Sharif Jamil, Coordinator of Waterkeepers Bangladesh and a member of DHORA, emphasized the danger of continuing with this LNG-heavy energy plan, which was devised by Japan’s International Cooperation Agency (JICA) and the Institute of Energy Economics Japan (IEEJ). Sharif Jamil says, “The Integrated Energy and Power Master Plan (IEPMP) made by Japanese government agency JICA and energy think tank IEEJ must be revised, as it is pushing Bangladesh into LNG dependence that seriously risks energy security of the nation.”
“These proposed LNG projects are not only economically unsound but also devastating for our precious ecosystems and environmental biodiversity that millions of people rely on for their livelihoods. Renewable energy like solar and wind is the way forward for a safe future for Bangladesh. While Japanese entities have investment in the power sector, formation of related national policy by JICA is a serious Conflict of Interest.”
Untold Harm
The report also highlights the economic alternatives available to Bangladesh. Instead of investing $36 billion in LNG plants, the money could be used to develop 62 GW of renewable energy, more than double the country’s current total electricity generation capacity. Bangladesh is blessed with immense potential for renewable energy, with the capacity to install up to 240 GW of solar power and 30 GW of onshore wind energy.
“Bangladesh has an opportunity to power the country into the renewable energy future by installing 240 GW of solar power and 30 GW of onshore wind,” said Chowdhury. “We urge policymakers to redirect funds for the planned LNG projects to renewable energy and grid upgrades.”
The report also calls out the role of foreign companies, particularly from Japan and the United States, in driving the LNG expansion in Bangladesh. It reveals how foreign interests including some of the world’s biggest companies, such as US firm GE Vernova and Japan’s JERA, are doubling down on LNG expansion in Bangladesh, threatening untold harm to the climate and communities. These foreign interests, according to the authors, are putting profit over people’s health and the country’s future sustainability.
Livelihood of Millions
Bangladesh’s vulnerability to extreme weather events, such as the increasingly frequent heatwaves, makes the country’s energy needs more pressing. As temperatures rise and demand for power surges, the LNG projects would only further strain the country’s resources, driving up energy costs for consumers already facing high electricity bills.
The report concludes with a call to action for policymakers to shift focus towards clean, renewable energy solutions, which offer a more sustainable, affordable, and climate-resilient future for Bangladesh.

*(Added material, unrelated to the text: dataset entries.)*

pub mod config;
pub mod core;
pub mod engine;
pub mod publish;
pub mod report;
pub mod report_cmd;
pub mod storage;

use std::path::PathBuf;

use thiserror::Error;

#[derive(Debug, Error)]
pub enum DeltasError {
    /// A shard document could not be parsed or did not match the report schema.
    #[error("malformed sketches report {}: {reason}", path.display())]
    MalformedInput { path: PathBuf, reason: String },
    #[error("report body is {length} characters, over the {limit} character limit")]
    ReportTooLarge { length: usize, limit: usize },
    #[error("invalid configuration: {0}")]
    Config(String),
    #[error("{0}")]
    Message(String),
}

pub type DeltasResult<T> = Result<T, DeltasError>;

pub use crate::config::{Mode, ReportConfig};
pub use crate::core::schema::{BoardGroup, SketchSizeSample};
pub use crate::engine::{BoardSummary, DeltaRecord, DeltaReport, MemoryDelta, SketchDelta};
pub use crate::report::{CommentReport, ReportOutcome};

pub fn sha256_hex(bytes: &[u8]) -> String {
    use sha256::digest;
    digest(bytes)
}
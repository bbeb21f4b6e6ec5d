//! Report command: load shards, diff against the baseline, render and deliver.

use std::path::PathBuf;

use tracing::{info, warn};

use crate::config::{Mode, ReportConfig};
use crate::engine::{compute_deltas, consolidate};
use crate::publish::{self, DeliveryStatus};
use crate::report::{self, ReportOutcome, marker};
use crate::storage::{CsvExporter, ShardLoader};
use crate::{DeltasError, DeltasResult};

/// Inputs of a report render.
#[derive(Debug, Clone)]
pub struct RenderConfig {
    /// Directory of the current build's sketches reports
    pub reports_dir: PathBuf,
    /// Directory of the baseline build's sketches reports
    pub baseline_dir: Option<PathBuf>,
    /// Identity for the report marker; defaults to the shards' commit hash
    pub commit_hash: Option<String>,
    pub report: ReportConfig,
}

/// Configuration for the report command
#[derive(Debug, Clone)]
pub struct ReportCmdConfig {
    pub render: RenderConfig,
    pub mode: Mode,
    /// Comment payload destination for pull request modes (stdout if unset)
    pub out: Option<PathBuf>,
    /// JSON file with the bodies of comments already on the pull request
    pub existing_comments: Option<PathBuf>,
    /// Write the computed deltas as JSON
    pub json_out: Option<PathBuf>,
    /// Write the report tables as CSV
    pub csv_out: Option<PathBuf>,
}

/// Load, consolidate, diff and render.
///
/// Returns `ReportOutcome::NoData` when the current reports carry no size
/// data.
pub fn render(config: &RenderConfig) -> DeltasResult<ReportOutcome> {
    let current = ShardLoader::new(&config.reports_dir).load()?;
    if current.is_empty() {
        return Ok(ReportOutcome::NoData);
    }

    let baseline = match &config.baseline_dir {
        Some(dir) => {
            let loaded = ShardLoader::new(dir).load()?;
            if loaded.is_empty() {
                warn!(dir = %dir.display(), "baseline reports carry no size data");
                None
            } else {
                Some(consolidate(loaded.groups))
            }
        }
        None => None,
    };

    let identity = config
        .commit_hash
        .clone()
        .or_else(|| current.commit_hash.clone());
    let boards = consolidate(current.groups);
    let deltas = compute_deltas(&boards, baseline.as_deref());

    info!(
        boards = deltas.boards.len(),
        samples = deltas.records.len(),
        missing_baselines = deltas.missing_baselines(),
        failed_compilations = deltas.failed_compilations(),
        "computed size deltas"
    );

    let rendered = report::render(deltas, identity.as_deref(), &config.report)?;
    Ok(ReportOutcome::Rendered(Box::new(rendered)))
}

/// Main entry point for the report command
pub fn run(config: ReportCmdConfig) -> DeltasResult<Option<DeliveryStatus>> {
    let outcome = render(&config.render)?;
    let Some(rendered) = outcome.rendered() else {
        info!("no size deltas data found, nothing to report");
        return Ok(None);
    };

    if let Some(ref json_path) = config.json_out {
        let json = serde_json::to_string_pretty(&rendered.deltas)
            .map_err(|e| DeltasError::Message(format!("failed to serialize deltas: {e}")))?;
        std::fs::write(json_path, json).map_err(|e| {
            DeltasError::Message(format!("failed to write {}: {e}", json_path.display()))
        })?;
        info!(path = %json_path.display(), "wrote deltas JSON");
    }

    if let Some(ref csv_path) = config.csv_out {
        CsvExporter::new().export(
            &[&rendered.summary, &rendered.status, &rendered.detail],
            csv_path,
        )?;
        info!(path = %csv_path.display(), "wrote tables CSV");
    }

    let existing = match &config.existing_comments {
        Some(path) => publish::load_existing_comments(path)?,
        None => Vec::new(),
    };

    info!(
        mode = config.mode.name(),
        pull_request = ?config.mode.pull_request(),
        "delivering report"
    );
    let report_marker = marker(&config.render.report.title, &rendered.comment.identity);
    let status = publish::deliver(
        &config.mode,
        &rendered.comment,
        &report_marker,
        config.out.as_deref(),
        &existing,
    )?;

    Ok(Some(status))
}
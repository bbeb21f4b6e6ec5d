use std::path::Path;

use report_size_deltas::config::{Mode, ReportConfig};
use report_size_deltas::publish::{CommentPayload, DeliveryStatus};
use report_size_deltas::report_cmd::{self, RenderConfig, ReportCmdConfig};
use serde_json::json;
use tempfile::tempdir;

fn write_reports(dir: &Path, flash: u64) {
    let doc = json!({
        "commit_hash": "0123abcd",
        "boards": [{
            "board": "arduino:samd:mkrzero",
            "target": "mkrzero",
            "sketches": [{
                "name": "examples/Blink",
                "sizes": [
                    {"flash_bytes": flash, "flash_percentage": 4.0},
                    {"ram_bytes": 2000, "ram_percentage": 6.1}
                ],
                "compilation_success": true
            }]
        }]
    });
    std::fs::create_dir_all(dir).unwrap();
    std::fs::write(dir.join("sketches-report-1.json"), serde_json::to_vec(&doc).unwrap()).unwrap();
}

fn render_config(root: &Path) -> RenderConfig {
    write_reports(&root.join("current"), 10_600);
    write_reports(&root.join("baseline"), 10_000);
    RenderConfig {
        reports_dir: root.join("current"),
        baseline_dir: Some(root.join("baseline")),
        commit_hash: None,
        report: ReportConfig::default(),
    }
}

#[test]
fn report_cmd_pull_request_smoke() {
    let dir = tempdir().unwrap();
    let out = dir.path().join("comment.json");
    let json_out = dir.path().join("deltas.json");
    let csv_out = dir.path().join("tables.csv");

    let config = ReportCmdConfig {
        render: render_config(dir.path()),
        mode: Mode::PullRequest { number: 17 },
        out: Some(out.clone()),
        existing_comments: None,
        json_out: Some(json_out.clone()),
        csv_out: Some(csv_out.clone()),
    };
    let status = report_cmd::run(config).unwrap();
    assert_eq!(status, Some(DeliveryStatus::Written(out.clone())));

    let payload: CommentPayload = serde_json::from_slice(&std::fs::read(&out).unwrap()).unwrap();
    assert_eq!(payload.pull_request, 17);
    assert!(payload.body.starts_with("**Memory usage change @ 0123abcd**"));
    assert!(payload.body.contains("<td>⚠️+600</td>"));

    let deltas: serde_json::Value = serde_json::from_slice(&std::fs::read(&json_out).unwrap()).unwrap();
    assert_eq!(deltas["records"][0]["delta"]["flash"]["bytes"], 600);

    let csv = std::fs::read_to_string(&csv_out).unwrap();
    assert!(csv.lines().next().unwrap().starts_with("Memory,FLASH [bytes],FLASH [bytes]"));
}

#[test]
fn report_cmd_skips_already_posted_report() {
    let dir = tempdir().unwrap();
    let out = dir.path().join("comment.json");
    let existing = dir.path().join("existing.json");
    std::fs::write(
        &existing,
        serde_json::to_vec(&json!([{"body": "**Memory usage change @ 0123abcd**\n\nold"}])).unwrap(),
    )
    .unwrap();

    let config = ReportCmdConfig {
        render: render_config(dir.path()),
        mode: Mode::WorkflowRun { number: 17 },
        out: Some(out.clone()),
        existing_comments: Some(existing),
        json_out: None,
        csv_out: None,
    };
    assert_eq!(report_cmd::run(config).unwrap(), Some(DeliveryStatus::AlreadyPosted));
    assert!(!out.exists());
}

#[test]
fn report_cmd_schedule_smoke() {
    let dir = tempdir().unwrap();
    let destination = dir.path().join("size-deltas").join("report.md");

    let config = ReportCmdConfig {
        render: render_config(dir.path()),
        mode: Mode::Schedule {
            destination: destination.clone(),
        },
        out: None,
        existing_comments: None,
        json_out: None,
        csv_out: None,
    };
    let status = report_cmd::run(config).unwrap();
    assert_eq!(status, Some(DeliveryStatus::Written(destination.clone())));

    let content = std::fs::read_to_string(&destination).unwrap();
    assert!(content.starts_with("**Memory usage change @ 0123abcd**"));
    assert!(content.contains("\nGenerated on: "));
    assert!(content.ends_with(" UTC\n"));
}

#[test]
fn report_cmd_no_data_delivers_nothing() {
    let dir = tempdir().unwrap();
    let reports = dir.path().join("current");
    std::fs::create_dir_all(&reports).unwrap();
    std::fs::write(reports.join("empty.json"), br#"{"boards": []}"#).unwrap();
    let destination = dir.path().join("report.md");

    let config = ReportCmdConfig {
        render: RenderConfig {
            reports_dir: reports,
            baseline_dir: None,
            commit_hash: None,
            report: ReportConfig::default(),
        },
        mode: Mode::Push {
            destination: destination.clone(),
        },
        out: None,
        existing_comments: None,
        json_out: None,
        csv_out: None,
    };
    assert_eq!(report_cmd::run(config).unwrap(), None);
    assert!(!destination.exists());
}
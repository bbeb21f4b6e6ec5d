//! Size deltas between a current build and its baseline.
//!
//! Each current sample is matched to the baseline board with the same target
//! label and, within it, the first sample with the same name. Byte deltas are
//! `current - baseline`; percent deltas are derived from the byte counts as
//! `(current / baseline) * 100 - 100` and never read from the report's own
//! percentage fields.
//!
//! Sizes from a build that failed to compile are not measurements: a failed
//! current sample gets no delta, and a failed baseline sample counts as no
//! baseline.

use serde::Serialize;

use crate::core::schema::{BoardGroup, CompileStatus, SketchSizeSample};

/// Delta of one memory kind (flash or RAM).
#[derive(Debug, Clone, Copy, PartialEq, Serialize)]
pub struct MemoryDelta {
    pub bytes: i64,
    /// `None` when the baseline byte count is zero
    pub percent: Option<f64>,
}

impl MemoryDelta {
    pub fn between(current: u64, baseline: u64) -> Self {
        let bytes = to_i64(current).saturating_sub(to_i64(baseline));
        let percent = if baseline == 0 {
            None
        } else {
            Some((current as f64 / baseline as f64) * 100.0 - 100.0)
        };
        MemoryDelta { bytes, percent }
    }
}

fn to_i64(v: u64) -> i64 {
    i64::try_from(v).unwrap_or(i64::MAX)
}

#[derive(Debug, Clone, Copy, PartialEq, Serialize)]
pub struct SketchDelta {
    pub flash: MemoryDelta,
    pub ram: MemoryDelta,
}

impl SketchDelta {
    pub fn between(current: &SketchSizeSample, baseline: &SketchSizeSample) -> Self {
        SketchDelta {
            flash: MemoryDelta::between(current.flash_bytes, baseline.flash_bytes),
            ram: MemoryDelta::between(current.ram_bytes, baseline.ram_bytes),
        }
    }
}

/// Delta for one (board, sketch) occurrence.
#[derive(Debug, Clone, PartialEq, Serialize)]
pub struct DeltaRecord {
    pub board_id: String,
    pub target: String,
    pub sketch_name: String,
    pub status: CompileStatus,
    pub previous_status: Option<CompileStatus>,
    /// `None` when the sketch failed to compile or no baseline sample matched
    pub delta: Option<SketchDelta>,
}

impl DeltaRecord {
    pub fn has_baseline(&self) -> bool {
        self.delta.is_some()
    }

    /// The current build of the sketch failed to compile.
    pub fn failed(&self) -> bool {
        self.status == CompileStatus::Error
    }
}

/// Number of sketches per compile status.
#[derive(Debug, Clone, Copy, PartialEq, Eq, Default, Serialize)]
pub struct StatusCounts {
    pub success: usize,
    pub warning: usize,
    pub error: usize,
}

impl StatusCounts {
    pub fn record(&mut self, status: CompileStatus) {
        match status {
            CompileStatus::Success => self.success += 1,
            CompileStatus::Warning => self.warning += 1,
            CompileStatus::Error => self.error += 1,
        }
    }

    pub fn total(&self) -> usize {
        self.success + self.warning + self.error
    }
}

/// Running minimum and maximum, seeded at zero.
///
/// A board whose sketches all shrank still reports `max == 0`.
#[derive(Debug, Clone, Copy, PartialEq, Default, Serialize)]
pub struct MinMax<T> {
    pub min: T,
    pub max: T,
}

impl<T: PartialOrd + Copy> MinMax<T> {
    pub fn update(&mut self, value: T) {
        if value < self.min {
            self.min = value;
        }
        if value > self.max {
            self.max = value;
        }
    }
}

/// Per-board aggregate of every matched delta.
#[derive(Debug, Clone, PartialEq, Serialize)]
pub struct BoardSummary {
    pub board_id: String,
    pub target: String,
    pub flash_bytes: MinMax<i64>,
    pub flash_percent: MinMax<f64>,
    pub ram_bytes: MinMax<i64>,
    pub ram_percent: MinMax<f64>,
    /// Compile status of every current sample
    pub compile: StatusCounts,
    /// Compile status of the previous build, for samples that report one
    pub previous_compile: StatusCounts,
}

impl BoardSummary {
    pub fn new(board: &BoardGroup) -> Self {
        BoardSummary {
            board_id: board.board_id.clone(),
            target: board.target.clone(),
            flash_bytes: MinMax::default(),
            flash_percent: MinMax::default(),
            ram_bytes: MinMax::default(),
            ram_percent: MinMax::default(),
            compile: StatusCounts::default(),
            previous_compile: StatusCounts::default(),
        }
    }

    fn fold(&mut self, delta: &SketchDelta) {
        self.flash_bytes.update(delta.flash.bytes);
        self.ram_bytes.update(delta.ram.bytes);
        if let Some(pct) = delta.flash.percent {
            self.flash_percent.update(pct);
        }
        if let Some(pct) = delta.ram.percent {
            self.ram_percent.update(pct);
        }
    }
}

/// Everything the renderer needs: per-sample records and per-board summaries.
#[derive(Debug, Clone, PartialEq, Serialize)]
pub struct DeltaReport {
    /// Current boards, in consolidated order
    pub boards: Vec<BoardGroup>,
    /// One record per current sample occurrence, board by board
    pub records: Vec<DeltaRecord>,
    /// One summary per current board, same order as `boards`
    pub summaries: Vec<BoardSummary>,
}

impl DeltaReport {
    /// Number of samples that found no baseline counterpart.
    pub fn missing_baselines(&self) -> usize {
        self.records
            .iter()
            .filter(|r| !r.failed() && !r.has_baseline())
            .count()
    }

    /// Number of samples whose current build failed to compile.
    pub fn failed_compilations(&self) -> usize {
        self.records.iter().filter(|r| r.failed()).count()
    }
}

/// Compute deltas for consolidated current boards against an optional baseline.
///
/// Samples without a baseline match, and samples that failed to compile,
/// produce a record without a delta and are left out of the board's min/max
/// fold. Every sample counts towards the board's compile status.
pub fn compute_deltas(current: &[BoardGroup], baseline: Option<&[BoardGroup]>) -> DeltaReport {
    let mut records = Vec::new();
    let mut summaries = Vec::with_capacity(current.len());

    for board in current {
        let baseline_board =
            baseline.and_then(|groups| groups.iter().find(|b| b.target == board.target));
        let mut summary = BoardSummary::new(board);

        for sample in &board.samples {
            summary.compile.record(sample.status);
            if let Some(previous) = sample.previous_status {
                summary.previous_compile.record(previous);
            }

            let delta = baseline_board
                .filter(|_| sample.compiled())
                .and_then(|b| b.find_sample(&sample.name))
                .filter(|base| base.compiled())
                .map(|base| SketchDelta::between(sample, base));

            if let Some(d) = &delta {
                summary.fold(d);
            }

            records.push(DeltaRecord {
                board_id: board.board_id.clone(),
                target: board.target.clone(),
                sketch_name: sample.name.clone(),
                status: sample.status,
                previous_status: sample.previous_status,
                delta,
            });
        }

        summaries.push(summary);
    }

    DeltaReport {
        boards: current.to_vec(),
        records,
        summaries,
    }
}

#[cfg(test)]
mod tests {
    use super::*;

    fn sample(name: &str, flash: u64, ram: u64) -> SketchSizeSample {
        SketchSizeSample {
            name: name.to_string(),
            flash_bytes: flash,
            flash_percent: 0.0,
            ram_bytes: ram,
            ram_percent: 0.0,
            status: CompileStatus::Success,
            previous_status: None,
        }
    }

    fn board(id: &str, target: &str, samples: Vec<SketchSizeSample>) -> BoardGroup {
        BoardGroup {
            board_id: id.to_string(),
            target: target.to_string(),
            samples,
        }
    }

    #[test]
    fn test_memory_delta_bytes_and_percent() {
        let d = MemoryDelta::between(2100, 2000);
        assert_eq!(d.bytes, 100);
        assert_eq!(d.percent, Some((2100.0 / 2000.0) * 100.0 - 100.0));
        assert!((d.percent.unwrap() - 5.0).abs() < 1e-9);
    }

    #[test]
    fn test_memory_delta_shrink() {
        let d = MemoryDelta::between(1500, 2000);
        assert_eq!(d.bytes, -500);
        assert!((d.percent.unwrap() - (-25.0)).abs() < 1e-9);
    }

    #[test]
    fn test_memory_delta_zero_baseline_has_no_percent() {
        let d = MemoryDelta::between(100, 0);
        assert_eq!(d.bytes, 100);
        assert_eq!(d.percent, None);
    }

    #[test]
    fn test_min_max_seeded_at_zero() {
        let mut mm = MinMax::<i64>::default();
        for v in [-10, -3000, -1] {
            mm.update(v);
        }
        assert_eq!(mm.min, -3000);
        assert_eq!(mm.max, 0);
    }

    #[test]
    fn test_compute_deltas_summary_fold() {
        let current = vec![board(
            "uno",
            "uno",
            vec![sample("a", 1050, 100), sample("b", 0, 100), sample("c", 1000, 100)],
        )];
        let baseline = vec![board(
            "uno",
            "uno",
            vec![sample("a", 1000, 100), sample("b", 3000, 100), sample("c", 1000, 100)],
        )];

        let report = compute_deltas(&current, Some(baseline.as_slice()));
        let s = &report.summaries[0];
        assert_eq!(s.flash_bytes.min, -3000);
        assert_eq!(s.flash_bytes.max, 50);
        assert_eq!(s.ram_bytes.min, 0);
        assert_eq!(s.ram_bytes.max, 0);
        assert!((s.flash_percent.min - (-100.0)).abs() < 1e-9);
        assert!((s.flash_percent.max - 5.0).abs() < 1e-9);
    }

    #[test]
    fn test_compute_deltas_all_negative_keeps_max_zero() {
        let current = vec![board("uno", "uno", vec![sample("a", 900, 90)])];
        let baseline = vec![board("uno", "uno", vec![sample("a", 1000, 100)])];

        let report = compute_deltas(&current, Some(baseline.as_slice()));
        let s = &report.summaries[0];
        assert_eq!(s.flash_bytes.max, 0);
        assert_eq!(s.flash_bytes.min, -100);
        assert_eq!(s.flash_percent.max, 0.0);
        assert_eq!(s.ram_bytes.min, -10);
    }

    #[test]
    fn test_compute_deltas_no_baseline_sample_excluded_from_summary() {
        let current = vec![board(
            "uno",
            "uno",
            vec![sample("a", 1010, 100), sample("new", 90_000, 9_000)],
        )];
        let baseline = vec![board("uno", "uno", vec![sample("a", 1000, 100)])];

        let report = compute_deltas(&current, Some(baseline.as_slice()));
        assert!(report.records[0].has_baseline());
        assert!(!report.records[1].has_baseline());
        assert_eq!(report.missing_baselines(), 1);

        let s = &report.summaries[0];
        assert_eq!(s.flash_bytes.max, 10);
        assert_eq!(s.ram_bytes.max, 0);
    }

    #[test]
    fn test_compute_deltas_without_baseline() {
        let current = vec![board("uno", "uno", vec![sample("a", 1000, 100)])];
        let report = compute_deltas(&current, None);

        assert_eq!(report.records.len(), 1);
        assert!(report.records[0].delta.is_none());
        assert_eq!(report.summaries[0].flash_bytes, MinMax { min: 0, max: 0 });
    }

    #[test]
    fn test_compute_deltas_matches_baseline_by_target_label() {
        let current = vec![board("arduino:avr:uno", "uno", vec![sample("a", 1100, 100)])];
        let baseline = vec![
            board("arduino:avr:mega", "mega", vec![sample("a", 5000, 100)]),
            board("other:uno", "uno", vec![sample("a", 1000, 100)]),
        ];

        let report = compute_deltas(&current, Some(baseline.as_slice()));
        assert_eq!(report.records[0].delta.unwrap().flash.bytes, 100);
    }

    #[test]
    fn test_compute_deltas_first_baseline_duplicate_wins() {
        let current = vec![board("uno", "uno", vec![sample("a", 1000, 100)])];
        let baseline = vec![board(
            "uno",
            "uno",
            vec![sample("a", 900, 100), sample("a", 100, 100)],
        )];

        let report = compute_deltas(&current, Some(baseline.as_slice()));
        assert_eq!(report.records[0].delta.unwrap().flash.bytes, 100);
    }

    #[test]
    fn test_compute_deltas_duplicate_current_samples_each_processed() {
        let current = vec![board(
            "uno",
            "uno",
            vec![sample("a", 1100, 100), sample("a", 800, 100)],
        )];
        let baseline = vec![board("uno", "uno", vec![sample("a", 1000, 100)])];

        let report = compute_deltas(&current, Some(baseline.as_slice()));
        assert_eq!(report.records.len(), 2);
        let s = &report.summaries[0];
        assert_eq!(s.flash_bytes.min, -200);
        assert_eq!(s.flash_bytes.max, 100);
    }

    #[test]
    fn test_compute_deltas_zero_baseline_skips_percent_fold() {
        let current = vec![board("uno", "uno", vec![sample("a", 500, 100)])];
        let baseline = vec![board("uno", "uno", vec![sample("a", 0, 100)])];

        let report = compute_deltas(&current, Some(baseline.as_slice()));
        let s = &report.summaries[0];
        assert_eq!(s.flash_bytes.max, 500);
        assert_eq!(s.flash_percent.max, 0.0);
        assert_eq!(report.records[0].delta.unwrap().flash.percent, None);
    }

    #[test]
    fn test_compute_deltas_failed_current_excluded_from_summary() {
        let mut broken = sample("broken", 0, 0);
        broken.status = CompileStatus::Error;
        broken.previous_status = Some(CompileStatus::Success);
        let current = vec![board("uno", "uno", vec![sample("a", 1010, 100), broken])];
        let baseline = vec![board(
            "uno",
            "uno",
            vec![sample("a", 1000, 100), sample("broken", 30_000, 100)],
        )];

        let report = compute_deltas(&current, Some(baseline.as_slice()));
        assert!(report.records[1].failed());
        assert!(report.records[1].delta.is_none());
        assert_eq!(report.failed_compilations(), 1);
        assert_eq!(report.missing_baselines(), 0);

        let s = &report.summaries[0];
        assert_eq!(s.flash_bytes, MinMax { min: 0, max: 10 });
        assert_eq!(s.ram_bytes, MinMax { min: 0, max: 0 });
        assert_eq!(s.compile, StatusCounts { success: 1, warning: 0, error: 1 });
        assert_eq!(s.previous_compile, StatusCounts { success: 1, warning: 0, error: 0 });
    }

    #[test]
    fn test_compute_deltas_failed_baseline_is_no_baseline() {
        let current = vec![board("uno", "uno", vec![sample("a", 1000, 100)])];
        let mut broken = sample("a", 0, 0);
        broken.status = CompileStatus::Error;
        let baseline = vec![board("uno", "uno", vec![broken])];

        let report = compute_deltas(&current, Some(baseline.as_slice()));
        assert!(!report.records[0].has_baseline());
        assert_eq!(report.missing_baselines(), 1);
        assert_eq!(report.summaries[0].flash_bytes.max, 0);
    }
}
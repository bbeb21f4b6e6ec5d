//! Engine module: turns loaded shard fragments into size deltas.
//!
//! # Pipeline
//!
//! - **Consolidation** (`consolidate`): merges the fragments of every shard into
//!   one `BoardGroup` per board id, keeping first-seen order.
//! - **Deltas** (`deltas`): matches each current sample against the baseline
//!   build and folds the per-board min/max summaries.
//!
//! Both steps are pure: output order depends only on input order.

pub mod consolidate;
pub mod deltas;

// Re-export key types for convenience
pub use consolidate::consolidate;
pub use deltas::{
    BoardSummary, DeltaRecord, DeltaReport, MemoryDelta, MinMax, SketchDelta, StatusCounts,
    compute_deltas,
};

Says Sharif Jamil, “These proposed LNG projects are not only economically unsound but also devastating for our precious ecosystems and environmental biodiversity that millions of people rely on for their livelihoods. Renewable energy like solar and wind is the way forward for a safe future for Bangladesh. While Japanese entities have investment in the power sector, formation of related national policy by JICA is a serious Conflict of Interest.”
The report conveys the message that the proposed LNG projects represent not only an economic burden but also a significant threat to Bangladesh’s environmental and social fabric.